Task objective :: Write only the number of lines in the entries below that contain the word "true".
[The data]
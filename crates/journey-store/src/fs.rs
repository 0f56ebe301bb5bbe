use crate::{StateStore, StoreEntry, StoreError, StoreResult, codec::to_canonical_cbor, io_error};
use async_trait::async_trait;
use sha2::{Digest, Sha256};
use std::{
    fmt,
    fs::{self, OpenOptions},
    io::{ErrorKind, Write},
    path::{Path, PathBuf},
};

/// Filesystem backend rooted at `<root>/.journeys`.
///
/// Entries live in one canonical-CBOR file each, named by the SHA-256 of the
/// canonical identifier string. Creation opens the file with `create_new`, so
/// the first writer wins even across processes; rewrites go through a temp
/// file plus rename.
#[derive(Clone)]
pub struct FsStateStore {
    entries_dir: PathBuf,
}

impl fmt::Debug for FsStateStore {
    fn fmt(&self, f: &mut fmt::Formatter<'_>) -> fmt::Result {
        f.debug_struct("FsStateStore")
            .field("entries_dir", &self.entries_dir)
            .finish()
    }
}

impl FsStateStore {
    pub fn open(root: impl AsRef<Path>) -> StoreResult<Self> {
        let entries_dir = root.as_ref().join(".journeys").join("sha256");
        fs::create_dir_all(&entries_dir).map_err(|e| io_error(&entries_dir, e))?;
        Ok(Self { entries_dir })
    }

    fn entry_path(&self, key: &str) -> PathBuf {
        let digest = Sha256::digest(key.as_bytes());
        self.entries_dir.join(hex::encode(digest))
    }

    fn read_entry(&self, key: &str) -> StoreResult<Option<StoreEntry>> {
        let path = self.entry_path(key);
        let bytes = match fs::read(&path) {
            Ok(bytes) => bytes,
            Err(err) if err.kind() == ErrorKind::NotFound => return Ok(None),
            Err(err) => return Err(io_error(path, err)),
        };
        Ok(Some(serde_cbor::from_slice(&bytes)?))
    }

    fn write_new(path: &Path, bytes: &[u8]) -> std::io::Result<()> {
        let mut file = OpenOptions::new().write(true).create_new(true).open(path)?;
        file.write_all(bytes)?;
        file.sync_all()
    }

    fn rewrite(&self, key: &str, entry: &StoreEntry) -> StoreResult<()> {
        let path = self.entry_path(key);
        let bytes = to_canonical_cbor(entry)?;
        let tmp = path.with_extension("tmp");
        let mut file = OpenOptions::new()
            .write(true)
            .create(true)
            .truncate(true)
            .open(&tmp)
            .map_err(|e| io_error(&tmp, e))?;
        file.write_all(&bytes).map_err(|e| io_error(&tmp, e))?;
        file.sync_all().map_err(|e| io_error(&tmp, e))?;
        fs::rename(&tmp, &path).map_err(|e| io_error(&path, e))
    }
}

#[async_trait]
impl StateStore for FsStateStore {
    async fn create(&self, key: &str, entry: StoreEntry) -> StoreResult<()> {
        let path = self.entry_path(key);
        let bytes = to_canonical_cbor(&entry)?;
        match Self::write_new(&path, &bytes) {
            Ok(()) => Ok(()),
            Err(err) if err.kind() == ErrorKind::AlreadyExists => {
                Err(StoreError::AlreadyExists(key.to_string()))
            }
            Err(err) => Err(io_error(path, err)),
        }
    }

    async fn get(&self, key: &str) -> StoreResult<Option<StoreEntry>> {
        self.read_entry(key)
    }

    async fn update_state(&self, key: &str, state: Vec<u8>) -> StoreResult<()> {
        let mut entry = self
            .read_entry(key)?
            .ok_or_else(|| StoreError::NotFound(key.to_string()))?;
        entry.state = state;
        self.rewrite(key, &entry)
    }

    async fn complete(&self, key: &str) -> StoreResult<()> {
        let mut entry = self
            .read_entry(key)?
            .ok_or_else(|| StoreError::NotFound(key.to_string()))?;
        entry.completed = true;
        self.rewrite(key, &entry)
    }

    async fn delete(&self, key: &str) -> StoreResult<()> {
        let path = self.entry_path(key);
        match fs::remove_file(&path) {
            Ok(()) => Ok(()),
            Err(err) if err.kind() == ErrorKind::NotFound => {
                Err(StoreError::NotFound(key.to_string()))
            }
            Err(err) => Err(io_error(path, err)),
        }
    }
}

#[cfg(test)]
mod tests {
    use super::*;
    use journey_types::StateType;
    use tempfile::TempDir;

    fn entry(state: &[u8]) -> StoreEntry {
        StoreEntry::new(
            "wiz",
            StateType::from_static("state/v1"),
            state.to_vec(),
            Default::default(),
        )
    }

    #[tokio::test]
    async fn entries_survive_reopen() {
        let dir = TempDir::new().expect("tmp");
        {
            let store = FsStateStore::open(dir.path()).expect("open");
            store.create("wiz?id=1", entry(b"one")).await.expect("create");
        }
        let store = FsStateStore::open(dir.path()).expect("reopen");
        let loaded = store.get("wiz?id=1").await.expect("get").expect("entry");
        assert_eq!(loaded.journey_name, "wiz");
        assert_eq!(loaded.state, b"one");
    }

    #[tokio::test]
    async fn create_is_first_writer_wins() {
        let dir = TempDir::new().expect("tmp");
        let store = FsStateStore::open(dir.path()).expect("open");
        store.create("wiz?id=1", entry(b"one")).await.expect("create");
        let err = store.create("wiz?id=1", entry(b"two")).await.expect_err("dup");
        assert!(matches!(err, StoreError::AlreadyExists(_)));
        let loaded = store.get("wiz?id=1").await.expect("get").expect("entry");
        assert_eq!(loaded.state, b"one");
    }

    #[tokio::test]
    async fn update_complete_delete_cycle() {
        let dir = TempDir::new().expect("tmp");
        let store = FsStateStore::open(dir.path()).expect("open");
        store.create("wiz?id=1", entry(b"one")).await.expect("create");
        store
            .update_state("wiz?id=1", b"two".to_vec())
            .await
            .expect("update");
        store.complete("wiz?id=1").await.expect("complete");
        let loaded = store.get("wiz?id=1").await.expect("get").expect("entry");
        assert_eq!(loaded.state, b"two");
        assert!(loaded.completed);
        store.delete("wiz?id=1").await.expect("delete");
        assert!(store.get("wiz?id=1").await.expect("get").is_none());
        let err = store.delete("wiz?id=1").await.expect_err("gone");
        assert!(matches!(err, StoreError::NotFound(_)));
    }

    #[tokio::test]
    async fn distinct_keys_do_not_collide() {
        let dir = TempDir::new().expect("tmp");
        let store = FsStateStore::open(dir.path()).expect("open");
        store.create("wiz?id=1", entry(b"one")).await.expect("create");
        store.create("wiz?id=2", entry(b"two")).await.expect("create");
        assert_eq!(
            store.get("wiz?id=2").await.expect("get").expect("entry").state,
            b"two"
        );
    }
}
[/The data]
[The data]
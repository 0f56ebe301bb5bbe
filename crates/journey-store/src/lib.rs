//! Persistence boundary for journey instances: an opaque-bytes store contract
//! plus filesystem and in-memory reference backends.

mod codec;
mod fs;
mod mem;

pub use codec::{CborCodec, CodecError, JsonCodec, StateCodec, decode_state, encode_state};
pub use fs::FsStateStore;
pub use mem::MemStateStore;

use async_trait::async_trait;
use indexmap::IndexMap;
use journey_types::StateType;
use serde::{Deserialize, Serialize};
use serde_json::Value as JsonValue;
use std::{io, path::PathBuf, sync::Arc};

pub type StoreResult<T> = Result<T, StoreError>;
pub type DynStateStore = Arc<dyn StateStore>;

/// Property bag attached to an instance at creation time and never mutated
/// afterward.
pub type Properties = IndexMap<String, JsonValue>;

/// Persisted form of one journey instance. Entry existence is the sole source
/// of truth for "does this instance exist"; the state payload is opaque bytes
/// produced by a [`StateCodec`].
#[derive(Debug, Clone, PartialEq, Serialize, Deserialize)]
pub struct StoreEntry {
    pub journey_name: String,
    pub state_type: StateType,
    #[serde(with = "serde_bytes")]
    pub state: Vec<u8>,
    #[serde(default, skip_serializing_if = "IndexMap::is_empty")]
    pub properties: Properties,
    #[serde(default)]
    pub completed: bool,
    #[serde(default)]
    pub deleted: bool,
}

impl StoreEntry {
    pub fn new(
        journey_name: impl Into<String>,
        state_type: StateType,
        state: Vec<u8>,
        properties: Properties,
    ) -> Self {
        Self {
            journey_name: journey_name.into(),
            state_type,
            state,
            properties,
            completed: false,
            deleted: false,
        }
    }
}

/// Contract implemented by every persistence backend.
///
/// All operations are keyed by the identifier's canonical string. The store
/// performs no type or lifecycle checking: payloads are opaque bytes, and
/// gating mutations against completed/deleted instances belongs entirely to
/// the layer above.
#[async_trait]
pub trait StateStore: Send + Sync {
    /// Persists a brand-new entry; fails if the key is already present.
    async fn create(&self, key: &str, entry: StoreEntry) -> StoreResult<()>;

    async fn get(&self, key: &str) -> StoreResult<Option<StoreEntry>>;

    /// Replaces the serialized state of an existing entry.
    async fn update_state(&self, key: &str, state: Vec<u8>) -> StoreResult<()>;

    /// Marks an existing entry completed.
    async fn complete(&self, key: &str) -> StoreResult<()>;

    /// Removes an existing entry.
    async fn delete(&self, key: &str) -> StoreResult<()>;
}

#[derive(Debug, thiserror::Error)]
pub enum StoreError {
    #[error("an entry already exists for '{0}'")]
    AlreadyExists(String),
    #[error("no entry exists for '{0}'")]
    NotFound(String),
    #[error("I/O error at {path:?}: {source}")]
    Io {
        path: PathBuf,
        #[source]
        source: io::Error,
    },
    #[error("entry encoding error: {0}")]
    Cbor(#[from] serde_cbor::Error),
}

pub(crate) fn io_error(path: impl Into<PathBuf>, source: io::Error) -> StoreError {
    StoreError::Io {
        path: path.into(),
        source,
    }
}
[/The data]
Result of the task :: 5